• Problem details:
Scan the listing beneath this sentence. Report each line with the word "PathBuf".

----------------

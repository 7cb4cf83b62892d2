//! CLI definitions for Herbie.

use std::path::PathBuf;

use clap::{Parser, Subcommand};

/// Herbie CLI.
#[derive(Parser)]
#[command(name = "herbie")]
#[command(about = "Pseudo-English browser test scripting engine")]
#[command(version)]
pub(crate) struct Cli {
    /// Configuration file path (default: ~/.herbie/config.toml)
    #[arg(short, long, global = true, env = "HERBIE_CONFIG")]
    pub config: Option<PathBuf>,

    /// State file path (default: storage.state_path from the config)
    #[arg(long, global = true, env = "HERBIE_STATE")]
    pub state: Option<PathBuf>,

    #[command(subcommand)]
    pub command: Commands,
}

#[derive(Subcommand)]
pub(crate) enum Commands {
    /// Parse a script and print its command tree as JSON
    Parse {
        /// Script file
        script: PathBuf,

        /// Page URL whose domain selects local keywords
        #[arg(long)]
        url: Option<String>,

        /// Keyword tables JSON to use instead of the state file
        #[arg(long)]
        keywords: Option<PathBuf>,
    },

    /// Run a script against a Chrome page
    Run {
        /// Script file
        script: PathBuf,

        /// Open this URL in a new tab instead of using the first page
        #[arg(long)]
        url: Option<String>,

        /// Zero-based top-level step to start from
        #[arg(long, default_value_t = 0)]
        start_line: usize,

        /// Chrome debugging endpoint (default: browser.cdp_endpoint)
        #[arg(long)]
        endpoint: Option<String>,
    },

    /// Continue the persisted run after its last completed step
    Resume {
        /// Chrome debugging endpoint (default: browser.cdp_endpoint)
        #[arg(long)]
        endpoint: Option<String>,
    },

    /// Ask a running script to halt before its next step
    Stop,

    /// Watch a script's verify statements while a tester uses the page
    Observe {
        /// Script file
        script: PathBuf,

        #[arg(long, default_value = "Usability task")]
        task_name: String,

        #[arg(long, default_value = "anonymous")]
        tester_name: String,

        /// How long to watch before ending the test
        #[arg(long, default_value_t = 60)]
        duration_secs: u64,

        /// Chrome debugging endpoint (default: browser.cdp_endpoint)
        #[arg(long)]
        endpoint: Option<String>,
    },

    /// Keyword table management
    Keywords {
        #[command(subcommand)]
        action: KeywordsAction,
    },
}

#[derive(Subcommand)]
pub(crate) enum KeywordsAction {
    /// Merge keyword tables from a JSON file into the state file
    Import {
        /// `{ "globalKeywords": [..], "localKeywords": { domain: [..] } }`
        file: PathBuf,
    },

    /// Print the stored keyword tables
    List {
        /// Only this registrable domain's local keywords
        #[arg(long)]
        domain: Option<String>,
    },
}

----------------

• Task answer:
use std::path::PathBuf;
    pub config: Option<PathBuf>,
    pub state: Option<PathBuf>,
        script: PathBuf,
        keywords: Option<PathBuf>,
        script: PathBuf,
        script: PathBuf,
        file: PathBuf,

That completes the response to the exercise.